4. Des critiques possibles

Le travail d'Edgar Morin présente un problème. Tel qu'il l'emploie, le concept complexité devient si vaste et si englobant qu'il devient flou. La complexité est un concept philosophique essentiel, mais son usage doit rester précis si l'on veut qu'il ait une crédibilité.

Le manque de précision et de formalisation de la pensée dite complexe rendent difficile son application dans des études empiriques spécifiques à caractère scientifique. Il n'est pas possible d'opérationnaliser les principes de la pensée complexe dans les recherches en sciences humaines et sociales. Des auteurs réputés sérieux comme Pierre Bourdieu, Raymond Boudon ou Niklas Luhmann,  ne font aucune allusion aux travaux d'Edgar Morin.

L'ambition d'Edgar Morin d'appliquer la « pensée complexe » à tous les domaines et d'en faire une réflexion applicable à tout, est une ambition intéressante, mais qui demande de la prudence. La généralité du propos, le style imagé et le ton grand public utilisés par Edgar Morin pour traiter des sujets spécialisés et difficiles, sont certes attrayants, mais provoquent un flou et des doutes.

Conclusion : Edgar Morin précurseur et vulgarisateur

Edgar Morin est un précurseur et un vulgarisateur de premier plan en ce qui concerne les concepts d'organisation, de système et de complexité.

Cette extension est due à l'ambition citoyenne d'Edgar Morin qui se donne une mission didactique. Il veut armer intellectuellement les citoyens en leur apprenant à penser la complexité, ce qui est intéressant et légitime. Toutefois, le passage d'une réflexion philosophique et épistémologique à une culture générale expose à un risque de dilution et d'utilisation idéologique.

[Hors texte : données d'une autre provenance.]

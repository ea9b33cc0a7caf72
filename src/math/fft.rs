//! Canonical embedding for CKKS slot encoding.
//!
//! The special FFT evaluates a real polynomial of degree < N at the primitive
//! 2N-th roots of unity ζ^(5^j), j < N/2. Its inverse packs N/2 complex slot
//! values into N real coefficients: real parts in the low half, imaginary
//! parts in the high half.

use rustfft::num_complex::Complex64;

/// Precomputed rotation group and roots of unity for one ring dimension.
#[derive(Debug, Clone)]
pub struct SpecialFft {
    slots: usize,
    /// M = 2N
    m: usize,
    /// 5^j mod M for j < slots
    rot_group: Vec<usize>,
    /// exp(2πik/M) for k in 0..=M
    ksi_pows: Vec<Complex64>,
}

impl SpecialFft {
    /// Builds tables for ring dimension `ring_dim` (N/2 slots).
    pub fn new(ring_dim: usize) -> Self {
        let slots = ring_dim / 2;
        let m = 2 * ring_dim;

        let mut rot_group = Vec::with_capacity(slots);
        let mut five_pow = 1usize;
        for _ in 0..slots {
            rot_group.push(five_pow);
            five_pow = (five_pow * 5) % m;
        }

        let ksi_pows = (0..=m)
            .map(|k| {
                let angle = 2.0 * std::f64::consts::PI * k as f64 / m as f64;
                Complex64::new(angle.cos(), angle.sin())
            })
            .collect();

        Self {
            slots,
            m,
            rot_group,
            ksi_pows,
        }
    }

    /// Number of complex slots.
    pub fn slots(&self) -> usize {
        self.slots
    }

    /// Coefficient-side values to slot values.
    pub fn forward(&self, vals: &mut [Complex64]) {
        assert_eq!(vals.len(), self.slots, "expected one value per slot");
        let size = self.slots;
        bit_reverse(vals);

        let mut len = 2;
        while len <= size {
            let lenh = len >> 1;
            let lenq = len << 2;
            let gap = self.m / lenq;
            for i in (0..size).step_by(len) {
                for j in 0..lenh {
                    let idx = (self.rot_group[j] % lenq) * gap;
                    let u = vals[i + j];
                    let v = vals[i + j + lenh] * self.ksi_pows[idx];
                    vals[i + j] = u + v;
                    vals[i + j + lenh] = u - v;
                }
            }
            len <<= 1;
        }
    }

    /// Slot values to coefficient-side values.
    pub fn inverse(&self, vals: &mut [Complex64]) {
        assert_eq!(vals.len(), self.slots, "expected one value per slot");
        let size = self.slots;

        let mut len = size;
        while len >= 2 {
            let lenh = len >> 1;
            let lenq = len << 2;
            let gap = self.m / lenq;
            for i in (0..size).step_by(len) {
                for j in 0..lenh {
                    let idx = (lenq - (self.rot_group[j] % lenq)) * gap;
                    let u = vals[i + j] + vals[i + j + lenh];
                    let v = (vals[i + j] - vals[i + j + lenh]) * self.ksi_pows[idx];
                    vals[i + j] = u;
                    vals[i + j + lenh] = v;
                }
            }
            len >>= 1;
        }

        bit_reverse(vals);
        let inv = 1.0 / size as f64;
        for v in vals.iter_mut() {
            *v *= inv;
        }
    }
}

fn bit_reverse(vals: &mut [Complex64]) {
    let size = vals.len();
    let mut j = 0usize;
    for i in 1..size {
        let mut bit = size >> 1;
        while j >= bit {
            j -= bit;
            bit >>= 1;
        }
        j += bit;
        if i < j {
            vals.swap(i, j);
        }
    }
}

#[cfg(test)]
mod tests {
    use super::*;

    #[test]
    fn test_inverse_then_forward_is_identity() {
        let fft = SpecialFft::new(32);
        let original: Vec<Complex64> = (0..fft.slots())
            .map(|i| Complex64::new(i as f64 * 0.5 - 2.0, (i % 3) as f64))
            .collect();

        let mut vals = original.clone();
        fft.inverse(&mut vals);
        fft.forward(&mut vals);

        for (got, want) in vals.iter().zip(&original) {
            assert!((got - want).norm() < 1e-9, "{got} != {want}");
        }
    }

    #[test]
    fn test_constant_slots_give_constant_polynomial() {
        // Every slot equal to c encodes the constant polynomial c.
        let fft = SpecialFft::new(16);
        let mut vals = vec![Complex64::new(3.0, 0.0); fft.slots()];
        fft.inverse(&mut vals);

        assert!((vals[0].re - 3.0).abs() < 1e-12);
        for v in &vals {
            assert!(v.im.abs() < 1e-12);
        }
        for v in &vals[1..] {
            assert!(v.re.abs() < 1e-12);
        }
    }
}
//! Precomputed tables shared by every CKKS component of a parameter set.

use std::sync::Arc;

use crate::error::Result;
use crate::math::{NttContext, SpecialFft};
use crate::params::SchemeParameters;

/// NTT tables over the full key basis plus the slot FFT.
///
/// Built once per parameter set and shared behind an [`Arc`] by the encoder,
/// key generator, encryptor, decryptor and evaluator.
#[derive(Debug)]
pub struct RingContext {
    params: SchemeParameters,
    ntt: NttContext,
    fft: SpecialFft,
}

impl RingContext {
    /// Validates `params` and precomputes the tables.
    pub fn new(params: SchemeParameters) -> Result<Arc<Self>> {
        params.validate()?;
        let n = params.ring_dim();
        let ntt = NttContext::with_moduli(n, &params.key_basis());
        let fft = SpecialFft::new(n);
        tracing::debug!(
            ring_dim = n,
            levels = params.q_moduli.len(),
            "built CKKS ring context"
        );
        Ok(Arc::new(Self { params, ntt, fft }))
    }

    pub fn params(&self) -> &SchemeParameters {
        &self.params
    }

    pub fn ntt(&self) -> &NttContext {
        &self.ntt
    }

    pub fn fft(&self) -> &SpecialFft {
        &self.fft
    }

    pub fn ring_dim(&self) -> usize {
        self.params.ring_dim()
    }

    /// Ciphertext moduli at `level` followed by P.
    pub fn extended_moduli(&self, level: usize) -> Vec<u64> {
        let mut moduli = self.params.level_moduli(level).to_vec();
        moduli.push(self.params.p_modulus);
        moduli
    }
}
//! Client side: key material, query encryption, response decoding and
//! k-NN classification.
//!
//! The client owns the only secret key. It sends the server a
//! [`PublicContext`](crate::protocol::PublicContext) and turns the returned
//! ciphertexts into plaintext distances locally.

mod classify;
mod context;
mod decode;

#[cfg(feature = "client")]
mod api;

pub use classify::{classify, classify_all};
pub use context::SecretContext;
pub use decode::DecodedDistances;

#[cfg(feature = "client")]
pub use api::{ApiClient, KNN_PATH};
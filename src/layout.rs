//! Slot packing geometry.
//!
//! A ciphertext has `max_slots` lanes. A query embedding of dimension D is
//! replicated `targets_per_batch = max_slots / D` times, so one packed batch
//! of that many reference vectors can be compared against it with a single
//! subtraction and squaring. Segment `i` of the slot vector holds the
//! coordinates belonging to reference row `i` of the batch.

use std::ops::Range;

use crate::error::{err, Result};

/// Number of D-dimensional vectors that fit side by side in `max_slots` slots.
pub fn batch_size(dimension: usize, max_slots: usize) -> Result<usize> {
    if dimension == 0 {
        return Err(err!(Configuration, "embedding dimension must be positive"));
    }
    if dimension > max_slots {
        return Err(err!(
            Configuration,
            "embedding dimension {} exceeds the {} slots of one ciphertext",
            dimension,
            max_slots
        ));
    }
    Ok(max_slots / dimension)
}

/// Packing geometry for one embedding dimension and parameter set.
#[derive(Debug, Clone, Copy, PartialEq, Eq)]
pub struct SlotLayout {
    dimension: usize,
    max_slots: usize,
    targets_per_batch: usize,
}

impl SlotLayout {
    pub fn new(dimension: usize, max_slots: usize) -> Result<Self> {
        let targets_per_batch = batch_size(dimension, max_slots)?;
        Ok(Self {
            dimension,
            max_slots,
            targets_per_batch,
        })
    }

    pub fn dimension(&self) -> usize {
        self.dimension
    }

    pub fn max_slots(&self) -> usize {
        self.max_slots
    }

    /// Reference vectors per packed batch, also the query replication count.
    pub fn targets_per_batch(&self) -> usize {
        self.targets_per_batch
    }

    /// Slot range of segment `i`.
    pub fn segment(&self, i: usize) -> Range<usize> {
        i * self.dimension..(i + 1) * self.dimension
    }

    /// `vector` repeated `targets_per_batch` times.
    pub fn replicate(&self, vector: &[f64]) -> Result<Vec<f64>> {
        if vector.len() != self.dimension {
            return Err(err!(
                DataFormat,
                "embedding has {} values, expected {}",
                vector.len(),
                self.dimension
            ));
        }
        Ok(vector.repeat(self.targets_per_batch))
    }
}

#[cfg(test)]
mod tests {
    use super::*;
    use crate::error::ErrorKind;

    #[test]
    fn test_batch_size() {
        assert_eq!(batch_size(512, 8192).unwrap(), 16);
        assert_eq!(batch_size(4, 16).unwrap(), 4);
        assert_eq!(batch_size(5, 16).unwrap(), 3);
        assert_eq!(batch_size(16, 16).unwrap(), 1);
    }

    #[test]
    fn test_oversized_dimension_is_configuration_error() {
        let err = batch_size(17, 16).unwrap_err();
        assert_eq!(err.kind(), ErrorKind::Configuration);
        assert!(SlotLayout::new(0, 16).is_err());
    }

    #[test]
    fn test_segments_tile_the_slots() {
        let layout = SlotLayout::new(5, 16).unwrap();
        assert_eq!(layout.targets_per_batch(), 3);
        assert_eq!(layout.segment(0), 0..5);
        assert_eq!(layout.segment(2), 10..15);
    }

    #[test]
    fn test_replicate() {
        let layout = SlotLayout::new(2, 8).unwrap();
        assert_eq!(
            layout.replicate(&[1.0, 2.0]).unwrap(),
            vec![1.0, 2.0, 1.0, 2.0, 1.0, 2.0, 1.0, 2.0]
        );
        assert_eq!(
            layout.replicate(&[1.0]).unwrap_err().kind(),
            ErrorKind::DataFormat
        );
    }
}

Dans un article de 2004, « Edgar Morin, sociologue et théoricien de la complexité : des cultures nationales à la civilisation européenne », Ali Aït Abdelmalek  note qu'Edgar Morin veut :

- fournir une culture qui permette de distinguer, globaliser, contextualiser et aborder les problèmes fondamentaux

- préparer les esprits, d’une part, à répondre aux défis que pose à la connaissance humaine la complexité croissante des problèmes, d’autre part, à affronter les incertitudes ;

- éduquer pour la compréhension entre les citoyens et les groupes ;

- enseigner l’affiliation à l’État-nation, à son histoire et à sa culture, mais aussi introduire l’affiliation à l’Europe et à la « citoyenneté terrestre ».

L'ambition d'Edgar Morin s'étend aussi vers le politique. Il ambitionne de donner les moyens « d’affronter les défis sociaux et de freiner le dépérissement démocratique que suscite, dans tous les champs de la politique, l’expansion de l’autorité des experts et spécialistes de tous ordres, qui rétrécit progressivement la compétence des citoyens ».


Bibliographie :
Morin E., La méthode 1, La nature de la nature, Paris, Le Seuil, 1977.
Morin E., La méthode 4, Les idées, Paris, Le Seuil, 1991.
Morin E., La méthode 5, Humanité de l’humanité, Paris, Le Seuil, 1995.
Morin E., Introduction à la pensée complexe, Paris, Éditions du Seuil, 2005


Webographie :
Morin E., « Complexité restreinte et complexité générale », Colloque Cerisy 2005.

« La pensée complexe: un antidote pour les pensées uniques ». Entretien entre Edgar Morin et Nelson Valeljo-Gomez. http://gerflint.fr/Base/Monde4/nelson.pdf

Aït Abdelmalek Ali, « Edgar Morin, sociologue et théoricien de la complexité : des cultures nationales à la civilisation européenne », Sociétés 4/2004 (no 86) , p. 99-117. www.cairn.info/revue-societes-2004-4-page-99.htm.